We visited family in Chicago a week or so ago.
That sentence feels pretty bland, until you realize, that because of the pandemic, we were sequestered for over a year before we could get vaccinated and loosen up a bit. We still follow the Center for Disease Control guidelines, of course, but are now able to visit people who are also vaccinated, as well as masking and keeping safe distances in public places.
But this post isn’t about Covid-19. It’s about Chicago, one of my favorite cities. I could wax poetic about the attractions of the central city, but that’s pretty old hat for people knowing anything at all about the tourists’ Chicago. The sprawling parks, the architectural gems, the outdoor sculptures, the Art Institute, the Miracle Mile, the oodles of restaurants and blues bars. Just too numerous to list them all, much less do them justice.
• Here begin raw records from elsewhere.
use async_trait::async_trait;
use std::future::Future;
use std::sync::Arc;
use tokio::task::JoinError;
use tracing::error;

use super::{Command, CommandContext, CommandResult};
use crate::report::print_results;
use crate::session::{RunStatus, Session};
use crate::spinner::Spinner;

/// Ctrl+C stops waiting for a run, not the run. The request settles in the
/// background and `/results` shows its outcome.
pub struct RunCommand;

#[async_trait]
impl Command for RunCommand {
    fn name(&self) -> &str {
        "/run"
    }

    fn aliases(&self) -> &[&str] {
        &["/r"]
    }

    fn description(&self) -> &str {
        "run the code against every test case (Ctrl+C stops waiting)"
    }

    async fn execute(&self, ctx: &CommandContext<'_>, _args: &str) -> CommandResult {
        let spinner = Spinner::start(&format!("running {}", ctx.session.language().label));
        let waited = wait_for_run(ctx.session, async {
            let _ = tokio::signal::ctrl_c().await;
        })
        .await;
        spinner.stop().await;

        let status = match waited {
            Ok(Some(status)) => status,
            Ok(None) => {
                println!("\n  still running in the background; /results shows the outcome");
                return CommandResult::Handled;
            }
            Err(e) => {
                error!(error = %e, "run task failed");
                eprintln!("  ✗ run failed: {e}");
                return CommandResult::Handled;
            }
        };

        match &status {
            RunStatus::EmptySource => println!("  nothing to run: the source is empty"),
            RunStatus::AlreadyRunning => println!("  a run is already in progress"),
            RunStatus::Completed(_) => print_results(&ctx.session.results()),
        }
        CommandResult::Ran(status)
    }
}

/// Start a run on its own task and wait for it until `interrupt` fires.
/// `Ok(None)` means the wait was interrupted; the run carries on.
async fn wait_for_run(
    session: &Arc<Session>,
    interrupt: impl Future<Output = ()>,
) -> Result<Option<RunStatus>, JoinError> {
    let handle = tokio::spawn({
        let session = Arc::clone(session);
        async move { session.run().await }
    });
    tokio::select! {
        biased;
        status = handle => status.map(Some),
        _ = interrupt => Ok(None),
    }
}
However, this trip, we explored two spots a bit off the beaten path. The Chicago Botanic Garden, about a half-hour’s drive north of the city, is a venue far too good to pass up. When we visited, daffodils carpeted many of the slopes, bringing to mind Wordsworth’s “host of golden daffodils…fluttering and dancing in the breeze.” The best part of that poem are the last few lines, which reminds us, we can close our eyes at any time and be back among the flowers. The Garden boasts 385 acres of hills and dales, ponds and fountains, roses and prairie plantings, fruits and vegetables, and so much more.
Besides the banks of daffodils, tulips, and hyacinths, one of my favorite spots is the Japanese Garden. Approached over an arched wooden bridge, the garden really consists of two interconnected islands. Each is encircled by a wandering path taking amblers past carefully trimmed evergreens, clusters of tiny wildflowers nestled under the trees, and swaths of miniscule succulents. The views out over the water are artfully curated so as to look entirely unplanned. A stone lantern with upswept eaves, a weeping willow trailing pliant fingers in the water, a stretch of smooth stones barely visible under the shallow water along a shore. Then a wider vista, opening the gaze to a distant shore across the water, a waterfall cascading off to the left, a trail with a lone biker off to the right. The whole Botanic Garden is full of such delightful surprises.
Our second discovered treasure was the Lincoln Park Zoo, not very far from downtown, right on the lakeshore. Begun in 1868, it remains one of the oldest zoos in the country. Not only that, it’s free! Pay for parking, which helps keep the zoo maintained, and you’re in. The walkways wind through wooded and landscaped areas, allowing visitors to get close to the animals. The animal habitats are true habitats, mirroring the animals’ natural environs, with plenty of room to roam, as well as quiet areas to retreat from the crowds. The zoo is committed to breeding and training programs also, so we were lucky to be there when the trainers were working with the seals. This year (2021) includes a huge renovation of the cat habitat. When finished, the lions will feed by attacking food presented on a zipline, which simulates prey. How clever!
Many of the older buildings are still there, having been incorporated over the years into updates and reconstructions. Walk through the African building and get close up to a pygmy hippo, lots of birds, and plenty of informative wall plaques. Outdoors, and not six feet from us, we watched a stork carefully turn her eggs and then settle down to incubate. Because it’s spring and the weather was cool, the animals were very active. In a zoo, I often wonder who is watching whom!
Every town has jewels perched here and there. The major attractions are always fun, but sometimes the offerings we have to search for are the real rewards. Even your home town holds little treasures to ferret out. Let me know if you find any!